« Freedom Express » : quand la liberté guidait les peuples de l’Est
Partie de Pologne l'an dernier, l'expo Freedom Express est arrivée à Budapest fin-juin. Objectif : sensibiliser le public, surtout les jeunes, aux différents désirs de liberté bridés par le communisme, aboutissant à la transition démocratique de 1989-1990. Visite guidée
Un marteau et une faucille brisés saisissent le visiteur sur le parvis du Musée national. Fragments d’un communisme dont le dit « bloc de l’Est » s’émancipait au moment où le mur de Berlin tombait. Comme l’indique le sous-titre de l’expo Freedom Express, 1989 fut « l’année des changements ». L’épilogue d’un demi-siècle de domination soviétique, entre Guerre Froide et plans quinquennaux. Laquelle prendra véritablement fin suite à la démission de Mikhaïl Gorbatchev, annoncée à Noël 1991.
Disposée chronologiquement et en extérieur, Freedom Express décortique par le menu la politique, l’économie, la société, les médias et le sport tels qu’ils étaient au-delà du Rideau de Fer. Du printemps de Prague (1968) écrasé par Moscou au dopage méthodique des athlètes est-allemand(e)s en passant par les grandes icônes de la dissidence, à l’instar du Polonais Lech Wałęsa. De l’embrigadement des jeunes aux réalisations de l’architecture réaliste socialiste, notamment le palais du Peuple à Bucarest.
La notion de liberté imprègne l’ensemble de cette présentation. Liberté des nations, se débarrassant l’une après l’autre de l’écrasante et vacillante tutelle moscovite. Liberté de circulation, strictement encadrée à l’époque et réduite aux pays-frères via le passeport rouge. Liberté de conscience, rompant avec l’idéologie véhiculée par la Pravda et les organes du Parti. Liberté de culte, que le pape Jean-Paul II demanda et martela dès les prémisses de son pontificat.
Freedom Express s’attarde également sur les pénuries alimentaires, ayant rythmé les existences à l’Est. Comme sous Vichy en France, des tickets de rationnement donnaient droit à une quantité de nourriture. Queues sur des centaines de mètres et étals vides ont marqué des générations de ce côté de l’Europe. Sans négliger, bien entendu, les ravages de la collectivisation chez les propriétaires terriens et paysans aisés, ennemis de classe sommés d’intégrer des grandes fermes administrées par l’Etat.

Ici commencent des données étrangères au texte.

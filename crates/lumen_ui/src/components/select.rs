//! Select (dropdown) component
//!
//! A trigger showing the selected option (or a placeholder) and a listbox
//! menu. Both the value and the open state are controlled or kept in keyed
//! hook state under the select id. Picking an option closes the menu.
//!
//! # Example
//!
//! ```rust
//! use lumen_core::Event;
//! use lumen_ui::prelude::*;
//!
//! let cx = BuildContext::new().with_theme(Theme::light());
//! let size = select()
//!     .id("size")
//!     .placeholder("Choose a size")
//!     .option("s", "Small")
//!     .option("m", "Medium");
//!
//! // Open the menu, then pick an option
//! size.build(&cx).find_by_attr("role", "combobox").unwrap().dispatch(&Event::click());
//! size.build(&cx).find_by_attr("data-value", "m").unwrap().dispatch(&Event::click());
//!
//! let el = size.build(&cx);
//! assert_eq!(el.find_by_attr("role", "combobox").unwrap().text_content(), "Medium");
//! assert!(el.find_by_attr("role", "listbox").is_none());
//! ```

use std::sync::Arc;

use lumen_core::{el, event_types, px, Element, KeyCode};
use lumen_theme::TextVariant;

use super::form_control::FieldContext;
use super::input::ChangeHandler;
use super::shared::{self, class, modifier, part, svg_icon, ComponentSize, FieldState, FieldVariant};
use crate::context::{BuildContext, ElementBuilder};
use crate::hooks::use_controlled_id;

const CHEVRON_PATH: &str = "M7 10l5 5 5-5z";

/// One selectable option
#[derive(Clone, Debug, PartialEq, Eq)]
pub struct SelectOption {
    pub value: String,
    pub label: String,
    pub disabled: bool,
}

impl SelectOption {
    pub fn new(value: impl Into<String>, label: impl Into<String>) -> Self {
        Self {
            value: value.into(),
            label: label.into(),
            disabled: false,
        }
    }

    pub fn disabled(mut self, disabled: bool) -> Self {
        self.disabled = disabled;
        self
    }
}

#[derive(Clone, Default)]
pub struct Select {
    id: Option<String>,
    options: Vec<SelectOption>,
    placeholder: Option<String>,
    value: Option<Option<String>>,
    default_value: Option<String>,
    open: Option<bool>,
    variant: FieldVariant,
    size: ComponentSize,
    error: bool,
    disabled: bool,
    required: bool,
    full_width: bool,
    described_by: Option<String>,
    on_change: Option<ChangeHandler>,
    on_open_change: Option<Arc<dyn Fn(bool) + Send + Sync>>,
}

impl Select {
    pub fn new() -> Self {
        Self::default()
    }

    /// Element id; also keys the uncontrolled value and open state
    pub fn id(mut self, id: impl Into<String>) -> Self {
        self.id = Some(id.into());
        self
    }

    pub fn option(mut self, value: impl Into<String>, label: impl Into<String>) -> Self {
        self.options.push(SelectOption::new(value, label));
        self
    }

    pub fn options(mut self, options: impl IntoIterator<Item = SelectOption>) -> Self {
        self.options.extend(options);
        self
    }

    /// Shown while nothing is selected
    pub fn placeholder(mut self, placeholder: impl Into<String>) -> Self {
        self.placeholder = Some(placeholder.into());
        self
    }

    /// Controlled value (`None` selects nothing)
    pub fn value(mut self, value: Option<&str>) -> Self {
        self.value = Some(value.map(str::to_string));
        self
    }

    pub fn default_value(mut self, value: impl Into<String>) -> Self {
        self.default_value = Some(value.into());
        self
    }

    /// Controlled open state
    pub fn open(mut self, open: bool) -> Self {
        self.open = Some(open);
        self
    }

    pub fn variant(mut self, variant: FieldVariant) -> Self {
        self.variant = variant;
        self
    }

    pub fn size(mut self, size: ComponentSize) -> Self {
        self.size = size;
        self
    }

    pub fn error(mut self, error: bool) -> Self {
        self.error = error;
        self
    }

    pub fn disabled(mut self, disabled: bool) -> Self {
        self.disabled = disabled;
        self
    }

    pub fn full_width(mut self, full_width: bool) -> Self {
        self.full_width = full_width;
        self
    }

    pub fn on_change<F>(mut self, handler: F) -> Self
    where
        F: Fn(&str) + Send + Sync + 'static,
    {
        self.on_change = Some(Arc::new(handler));
        self
    }

    pub fn on_open_change<F>(mut self, handler: F) -> Self
    where
        F: Fn(bool) + Send + Sync + 'static,
    {
        self.on_open_change = Some(Arc::new(handler));
        self
    }

    /// Take error/disabled/required/size and ids from a form control
    pub fn field(mut self, field: &FieldContext) -> Self {
        if field.id.is_some() {
            self.id = field.id.clone();
        }
        self.error |= field.error;
        self.disabled |= field.disabled;
        self.required |= field.required;
        self.full_width |= field.full_width;
        self.size = field.size;
        if field.helper_id.is_some() {
            self.described_by = field.helper_id.clone();
        }
        self
    }

    fn label_of(&self, value: &str) -> Option<&str> {
        self.options
            .iter()
            .find(|option| option.value == value)
            .map(|option| option.label.as_str())
    }
}

impl ElementBuilder for Select {
    fn build(&self, cx: &BuildContext) -> Element {
        let theme = cx.theme();
        let id = self.id.as_deref();
        let value = use_controlled_id(cx, "select", id, self.value.clone(), self.default_value.clone());
        let open_state = use_controlled_id(cx, "select-open", id, self.open, false);
        let current = value.get();
        let open = open_state.get() && !self.disabled;

        let selected_label = current.as_deref().and_then(|value| self.label_of(value));
        let shown = match (selected_label, &self.placeholder) {
            (Some(label), _) => el("span").class(part("select", "value")).child(label),
            (None, Some(placeholder)) => el("span")
                .class(part("select", "placeholder"))
                .style("color", shared::color(&theme, "text.disabled").to_css())
                .child(placeholder.as_str()),
            (None, None) => el("span").class(part("select", "value")),
        };

        let state = FieldState {
            error: self.error,
            disabled: self.disabled,
            focused: open,
        };
        let mut field = shared::field_style(&theme, self.variant, self.size, state);
        field.insert("justify-content", "space-between");
        field.insert("gap", px(shared::spacing(&theme, "sm")));
        field.insert("width", "100%");
        field.insert("cursor", if self.disabled { "default" } else { "pointer" });

        let set_open = {
            let open_state = open_state.clone();
            let on_open_change = self.on_open_change.clone();
            move |next: bool| {
                open_state.set(next);
                if let Some(handler) = &on_open_change {
                    handler(next);
                }
            }
        };

        let mut trigger = el("div")
            .class(part("select", "trigger"))
            .attr("role", "combobox")
            .attr_opt("id", self.id.clone())
            .attr("aria-haspopup", "listbox")
            .attr("aria-expanded", if open { "true" } else { "false" })
            .attr_opt("aria-controls", self.id.as_ref().map(|id| format!("{id}-listbox")))
            .attr_opt("aria-describedby", self.described_by.clone())
            .attr("tabindex", if self.disabled { "-1" } else { "0" })
            .when(self.disabled, |e| e.attr("aria-disabled", "true"))
            .when(self.required, |e| e.attr("aria-required", "true"))
            .when(self.error, |e| e.attr("aria-invalid", "true"))
            .styles(&field)
            .child(shown)
            .child(
                svg_icon(CHEVRON_PATH, self.size.icon_px())
                    .class(part("select", "icon"))
                    .style("transform", if open { "rotate(180deg)" } else { "none" }),
            );

        if !self.disabled {
            let on_click = set_open.clone();
            let on_key = set_open.clone();
            trigger = trigger
                .on_click(move |_| on_click(!open))
                .on(event_types::KEY_DOWN, move |event| match event.key() {
                    Some((KeyCode::ESCAPE, _)) if open => on_key(false),
                    Some((KeyCode::ENTER | KeyCode::SPACE | KeyCode::DOWN, _)) if !open => on_key(true),
                    _ => {}
                });
        }

        let menu = open.then(|| {
            let items = self.options.iter().map(|option| {
                let selected = current.as_deref() == Some(option.value.as_str());
                let mut item = el("li")
                    .class(part("select", "option"))
                    .class_if(modifier("select", "option-selected"), selected)
                    .attr("role", "option")
                    .attr("data-value", option.value.as_str())
                    .attr("aria-selected", if selected { "true" } else { "false" })
                    .when(option.disabled, |e| e.attr("aria-disabled", "true"))
                    .styles(&shared::text_style(&theme, TextVariant::Body1))
                    .style("padding", format!("6px {}", px(shared::spacing(&theme, "md"))))
                    .style("cursor", if option.disabled { "default" } else { "pointer" })
                    .when(selected, |e| {
                        e.style(
                            "background-color",
                            shared::color(&theme, "primary.main").with_alpha(0.08).to_css(),
                        )
                    })
                    .when(option.disabled, |e| {
                        e.style("color", shared::color(&theme, "text.disabled").to_css())
                    })
                    .child(option.label.as_str());
                if !option.disabled {
                    let value = value.clone();
                    let on_change = self.on_change.clone();
                    let close = set_open.clone();
                    let picked = option.value.clone();
                    item = item.on_click(move |_| {
                        value.set(Some(picked.clone()));
                        if let Some(on_change) = &on_change {
                            on_change(&picked);
                        }
                        close(false);
                    });
                }
                item
            });

            el("ul")
                .class(part("select", "menu"))
                .attr("role", "listbox")
                .attr_opt("id", self.id.as_ref().map(|id| format!("{id}-listbox")))
                .style("position", "absolute")
                .style("top", "100%")
                .style("left", "0")
                .style("right", "0")
                .style("margin", "4px 0 0")
                .style("padding", format!("{} 0", px(shared::spacing(&theme, "sm"))))
                .style("list-style", "none")
                .style("max-height", "300px")
                .style("overflow-y", "auto")
                .style("z-index", shared::z_index(&theme, "modal").to_string())
                .style("background-color", shared::color(&theme, "background.paper").to_css())
                .style("border-radius", px(shared::radius(&theme, "md")))
                .style("box-shadow", shared::shadow(&theme, "md"))
                .children(items)
        });

        el("div")
            .class(class("select"))
            .class(modifier("select", self.variant.as_str()))
            .class_if(modifier("select", "open"), open)
            .class_if(modifier("select", "disabled"), self.disabled)
            .style("position", "relative")
            .style("display", if self.full_width { "flex" } else { "inline-flex" })
            .style("min-width", "120px")
            .when(self.full_width, |e| e.style("width", "100%"))
            .child(trigger)
            .child_opt(menu)
    }
}

pub fn select() -> Select {
    Select::new()
}

#[cfg(test)]
mod tests {
    use super::*;
    use lumen_core::{Event, Modifiers};
    use lumen_theme::Theme;
    use std::sync::Mutex;

    fn cx() -> BuildContext {
        BuildContext::new().with_theme(Theme::light())
    }

    fn sizes() -> Select {
        select()
            .id("size")
            .placeholder("Pick")
            .option("s", "Small")
            .option("m", "Medium")
            .options([SelectOption::new("xl", "Huge").disabled(true)])
    }

    fn trigger(el: &Element) -> &Element {
        el.find_by_attr("role", "combobox").unwrap()
    }

    #[test]
    fn test_placeholder_when_empty() {
        let el = sizes().build(&cx());
        assert_eq!(trigger(&el).text_content(), "Pick");
        assert_eq!(trigger(&el).get_attr("aria-expanded"), Some("false"));
        assert!(el.find_by_attr("role", "listbox").is_none());
    }

    #[test]
    fn test_keyboard_open_and_escape() {
        let cx = cx();
        let s = sizes();
        trigger(&s.build(&cx)).dispatch(&Event::key_down(KeyCode::DOWN, Modifiers::NONE));
        let el = s.build(&cx);
        assert_eq!(el.find_all(|e| e.get_attr("role") == Some("option")).len(), 3);
        trigger(&el).dispatch(&Event::key_down(KeyCode::ESCAPE, Modifiers::NONE));
        assert!(s.build(&cx).find_by_attr("role", "listbox").is_none());
    }

    #[test]
    fn test_disabled_option_ignored() {
        let cx = cx();
        let s = sizes().open(true);
        let el = s.build(&cx);
        assert!(!el.find_by_attr("data-value", "xl").unwrap().dispatch(&Event::click()));
        assert_eq!(trigger(&s.build(&cx)).text_content(), "Pick");
    }

    #[test]
    fn test_controlled_value_and_callbacks() {
        let picked = Arc::new(Mutex::new(Vec::new()));
        let log = picked.clone();
        let cx = cx();
        let s = sizes()
            .value(Some("s"))
            .open(true)
            .on_change(move |v| log.lock().unwrap().push(v.to_string()));
        s.build(&cx).find_by_attr("data-value", "m").unwrap().dispatch(&Event::click());
        assert_eq!(*picked.lock().unwrap(), vec!["m".to_string()]);

        let el = s.build(&cx);
        assert_eq!(trigger(&el).text_content(), "Small");
        // Controlled open state stays open
        assert!(el.find_by_attr("role", "listbox").is_some());
    }

    #[test]
    fn test_disabled_select_never_opens() {
        let el = sizes().disabled(true).open(true).build(&cx());
        assert!(el.find_by_attr("role", "listbox").is_none());
        assert!(!trigger(&el).dispatch(&Event::click()));
    }
}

Lac Balaton et pique-nique
Au milieu de ce cours d’Histoire rappelant le lycée à l’auteur de ces lignes, la Hongrie occupe une place de choix. La « baraque la plus gaie du camp socialiste » était vue comme l’une des terres les plus permissives sous l’égide de Moscou. C’est vite omettre l’intransigeance de Mátyás Rákosi, s’autoproclamant volontiers « meilleur élève de Staline », dès sa prise de fonctions en 1948. Ou la répression sanglante de l’insurrection d’octobre 1956 à Budapest, relatée en détail dans l’exposition.
Un portrait d’Imre Nagy, héros de cette révolution avortée, évoque la détermination de cet ex-apparatchik à réformer le communisme en profondeur. Les chars soviétiques l’en empêcheront. Un autre représentant Sándor Rácz, présent sur place et accompagné d’un texte, rappelle le rôle primordial du dirigeant ouvrier durant le soulèvement populaire. Les révoltes consécutives à la mort de Joseph Staline (dont celles de Berlin-Est 1953 et de Poznań en 1956) figurent sur un tableau leur étant dédié.
Sur le sol magyar, les seules onces d’autonomie concrète se ressentaient au lac Balaton. Là où convergeait le ballet des Trabant, des Lada et des plaques minéralogiques avec autocollant DDR (RDA). Le temps de piquer une tête et d’évacuer la pression du régime. Les enfants barbotent, les couples sourient. Mêmes visages radieux au pique-nique paneuropéen de Sopron (19 août 1989), à deux pas de l’Autriche. Ce jour-là, la frontière ouvrit trois heures et les gardes rangèrent leurs armes.
Les étapes de la transition démocratique locale sont largement abordées : table ronde négociant la fin du communisme (été 1989), liesse devant le Parlement à la naissance de la République de Hongrie (23/10/1989), et premières élections législatives libres remportées par le Forum démocrate (25/03/90). Les indépendances des autres ex-satellites de l’URSS aussi. À défaut de « fin de l’Histoire », théorisée par Francis Fukuyama, la Hongrie et « l’Est » en ont créé une nouvelle il y a 25 ans. Pour être libres.